Elle doit tout d'abord donner les moyens de mener l'enquête sans entrave afin de permettre la manifestation de la vérité. Elle doit également admettre que le mis en cause puisse exercer ses droits légitimes à la défense. Elle doit, par ailleurs, accorder à la victime les moyens d'être respectée et protégée, et veiller à ce que, dans les faits, celle-ci n'ait pas le sentiment que les rôles sont inversés, c'est-à-dire veiller à ce que la victime ne soit pas mise en accusation, et à ce que que l'auteur n'apparaisse pas comme une victime du système qu'il faudrait protéger à tout prix.

En outre, notre marge de manoeuvre est très étroite entre deux risques politiques majeurs.

Le premier est celui de mettre en oeuvre des règles de procédure de garde à vue si contraignantes qu'elles pourraient être une véritable entrave à l'enquête. Cela risquerait alors de faire chuter de manière catastrophique le taux d'élucidation des crimes et délits, qui était en constante augmentation depuis plus de huit ans, et de nuire ainsi à l'efficacité de la police et, par voie de conséquence, à celle de la justice.
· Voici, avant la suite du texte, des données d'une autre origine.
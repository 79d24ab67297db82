//! Reading-complexity scoring.
//!
//! This module computes the 1-10 complexity score used for whole-page
//! badges and the lighter per-element variant used when many small nodes
//! are scored at once (heatmaps). The full score combines sentence length,
//! vocabulary, technical-term density, a Flesch-style readability proxy,
//! passive voice, and a domain-specific adjustment; the element score keeps
//! only the three cheapest factors.
//!
//! Both scores are pure and deterministic, clamped to `[1, 10]`, and
//! monotone non-decreasing in average sentence length, long-word ratio,
//! and technical-term density.

use once_cell::sync::Lazy;
use regex::Regex;

use crate::domain::Domain;

/// Fixed technical-vocabulary classes scanned by the full scorer.
///
/// Each class contributes at most 2 points, at one point per ten matches.
static TECHNICAL_PATTERNS: Lazy<Vec<Regex>> = Lazy::new(|| {
    vec![
        Regex::new(r"(?i)\b(algorithm|implementation|methodology|infrastructure|optimization|paradigm)\b").unwrap(),
        Regex::new(r"(?i)\b(quantum|molecular|biochemical|neurological|pharmaceutical)\b").unwrap(),
        Regex::new(r"(?i)\b(constitutional|jurisprudence|litigation|statutory|regulatory)\b").unwrap(),
        Regex::new(r"(?i)\b(derivative|integral|polynomial|logarithmic|exponential)\b").unwrap(),
    ]
});

static PASSIVE_VOICE: Lazy<Regex> =
    Lazy::new(|| Regex::new(r"(?i)\b(was|were|been|being)\s+\w+ed\b").unwrap());

static CITATIONS: Lazy<Regex> = Lazy::new(|| Regex::new(r"(?i)\[\d+\]|\(\d{4}\)|et al\.").unwrap());
static FORMULAS: Lazy<Regex> = Lazy::new(|| Regex::new(r"[A-Z][a-z]*\d+|[α-ωΑ-Ω]").unwrap());
static LEGAL_TERMS: Lazy<Regex> = Lazy::new(|| {
    Regex::new(r"(?i)\b(whereas|heretofore|pursuant|notwithstanding|aforementioned)\b").unwrap()
});
static SECTION_MARKERS: Lazy<Regex> = Lazy::new(|| Regex::new(r"(?i)section \d+|§\d+|\(\w\)").unwrap());
static CODE_BLOCKS: Lazy<Regex> = Lazy::new(|| Regex::new(r"(?s)```.*?```|`[^`]+`").unwrap());
static API_TERMS: Lazy<Regex> = Lazy::new(|| Regex::new(r"(?i)\b(API|HTTP|JSON|XML|REST|GraphQL)\b").unwrap());
static FINANCE_TERMS: Lazy<Regex> =
    Lazy::new(|| Regex::new(r"(?i)\b(EBITDA|P/E|ROI|basis points|derivatives)\b").unwrap());

/// Quick technical-term scan used by the per-element score.
static ELEMENT_TERMS: Lazy<Regex> = Lazy::new(|| {
    Regex::new(r"(?i)\b(algorithm|implementation|methodology|infrastructure|optimization|quantum|molecular|constitutional|derivative)\b").unwrap()
});

fn words(text: &str) -> Vec<&str> {
    text.split_whitespace().collect()
}

fn sentence_count(text: &str) -> usize {
    text.split(['.', '!', '?'])
        .filter(|s| !s.trim().is_empty())
        .count()
}

fn avg_words_per_sentence(text: &str) -> f64 {
    let word_count = words(text).len();
    word_count as f64 / sentence_count(text).max(1) as f64
}

fn long_word_ratio(word_list: &[&str], min_len: usize) -> f64 {
    if word_list.is_empty() {
        return 0.0;
    }
    let long = word_list.iter().filter(|w| w.chars().count() > min_len).count();
    long as f64 / word_list.len() as f64
}

/// Estimates syllable count with the vowel-group heuristic: contiguous
/// vowel groups per word, minus one for a trailing silent e, floored at
/// one syllable per word.
fn estimate_syllables(text: &str) -> usize {
    text.to_lowercase()
        .split_whitespace()
        .map(|raw| {
            let word: String = raw.chars().filter(|c| c.is_ascii_lowercase()).collect();
            if word.is_empty() {
                return 0;
            }
            let mut groups = 0usize;
            let mut in_group = false;
            for c in word.chars() {
                let vowel = matches!(c, 'a' | 'e' | 'i' | 'o' | 'u' | 'y');
                if vowel && !in_group {
                    groups += 1;
                }
                in_group = vowel;
            }
            if word.ends_with('e') {
                groups = groups.saturating_sub(1);
            }
            groups.max(1)
        })
        .sum()
}

fn domain_pattern_score(text: &str, domain: Domain) -> f64 {
    match domain {
        Domain::Academic | Domain::Medical => {
            let citations = CITATIONS.find_iter(text).count() as f64;
            let formulas = FORMULAS.find_iter(text).count() as f64;
            (citations / 10.0 + formulas / 20.0).min(2.0)
        }
        Domain::Legal => {
            let jargon = LEGAL_TERMS.find_iter(text).count() as f64;
            let sections = SECTION_MARKERS.find_iter(text).count() as f64;
            (jargon / 5.0 + sections / 10.0).min(2.0)
        }
        Domain::Technical => {
            let code = CODE_BLOCKS.find_iter(text).count() as f64;
            let api = API_TERMS.find_iter(text).count() as f64;
            (code / 5.0 + api / 10.0).min(1.5)
        }
        Domain::Finance => {
            let terms = FINANCE_TERMS.find_iter(text).count() as f64;
            (terms / 5.0).min(1.0)
        }
        _ => 0.0,
    }
}

/// Bonus applied when a page already scores above the mid band; domains
/// whose prose is reliably denser earn a larger nudge.
fn domain_bonus(domain: Domain) -> f64 {
    match domain {
        Domain::Wikipedia => 0.5,
        Domain::News => 0.3,
        Domain::Government => 0.8,
        Domain::Academic | Domain::Technical | Domain::Finance => 1.0,
        Domain::Legal => 1.2,
        Domain::Medical => 1.5,
        Domain::General => 0.0,
    }
}

/// Scores the reading complexity of a text on a 1-10 scale.
///
/// # Example
///
/// ```rust
/// use claritas_core::complexity::score_complexity;
/// use claritas_core::domain::Domain;
///
/// let simple = "The cat sat. The dog ran. They played all day.";
/// assert!(score_complexity(simple, Domain::General) <= 3);
/// ```
pub fn score_complexity(text: &str, domain: Domain) -> u8 {
    let word_list = words(text);
    if word_list.is_empty() {
        return 1;
    }

    let mut complexity = 1.0_f64;

    let awps = avg_words_per_sentence(text);
    complexity += match awps {
        x if x > 25.0 => 4.0,
        x if x > 20.0 => 3.0,
        x if x > 15.0 => 2.0,
        x if x > 10.0 => 1.0,
        _ => 0.0,
    };

    complexity += long_word_ratio(&word_list, 7) * 3.0;

    for pattern in TECHNICAL_PATTERNS.iter() {
        let matches = pattern.find_iter(text).count() as f64;
        complexity += (matches / 10.0).min(2.0);
    }

    let passive = PASSIVE_VOICE.find_iter(text).count() as f64;
    complexity += (passive / 20.0).min(1.0);

    let syllables = estimate_syllables(text) as f64;
    let flesch = 206.835 - 1.015 * awps - 84.6 * (syllables / word_list.len() as f64);
    complexity += match flesch {
        x if x < 30.0 => 3.0,
        x if x < 50.0 => 2.0,
        x if x < 60.0 => 1.0,
        _ => 0.0,
    };

    complexity += domain_pattern_score(text, domain);
    if complexity > 6.0 {
        complexity += domain_bonus(domain);
    }

    complexity.round().clamp(1.0, 10.0) as u8
}

/// Scores a single small node with the three cheapest factors only
/// (sentence length, long-word ratio, technical-term count).
///
/// Used where many nodes are scored in one pass and the Flesch and domain
/// terms would dominate the cost. Texts under 20 characters score 1.
pub fn score_element(text: &str) -> u8 {
    let trimmed = text.trim();
    if trimmed.chars().count() < 20 {
        return 1;
    }

    let word_list = words(trimmed);
    let mut complexity = 1.0_f64;

    let awps = avg_words_per_sentence(trimmed);
    complexity += match awps {
        x if x > 20.0 => 3.0,
        x if x > 15.0 => 2.0,
        x if x > 10.0 => 1.0,
        _ => 0.0,
    };

    complexity += long_word_ratio(&word_list, 7) * 2.0;

    let terms = ELEMENT_TERMS.find_iter(trimmed).count() as f64;
    complexity += (terms / 3.0).min(2.0);

    complexity.round().clamp(1.0, 10.0) as u8
}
Mes chers collègues, nous ne pouvons pas prendre le risque de donner un coup de frein à la lutte contre la délinquance. Ce serait un mauvais signal pour les Français qui nous disent tous les jours leur besoin de sécurité. Ce serait un mauvais signal pour les délinquants, qui pourraient croire que tout est permis en toute impunité. Ce serait un mauvais signal pour nos forces de l'ordre qui, voyant leur efficacité mise à mal pour des questions procédurales, nourriraient non seulement un sentiment de lassitude, mais, pire, se sentiraient véritablement démotivées dans leur lutte quotidienne contre la délinquance.

Nous savons bien que ce texte tente d'établir un équilibre précaire entre ces intérêts contradictoires et qu'il n'est pas exclu que, à la lumière de l'expérience pratique, nous devions réajuster un certain nombre de dispositions. En effet, beaucoup d'exemples étrangers montrent qu'au renforcement des droits de la défense correspond traditionnellement un accroissement des pouvoirs de la puissance publique.

Par ailleurs, nous devrons également nous reposer – c'est inéluctable – la question de la simplification et de la dématérialisation des procédures, ainsi que celle de l'abandon de certains formalismes pesants, alors que la présence de l'avocat dès la première heure porte le gage du respect des procédures et des droits élémentaires de la défense.

Le second écueil que nous devons également éviter, est celui d'une réforme de la garde à vue pour rien. Je veux dire par là que nous ne pouvons pas nous permettre de mettre en place un dispositif qui pourrait encourir, dans les mois qui viennent, de nouvelles sanctions, prononcées soit par la Cour européenne des droits de l'homme, soit par le Conseil constitutionnel, soit encore par nos plus hautes juridictions.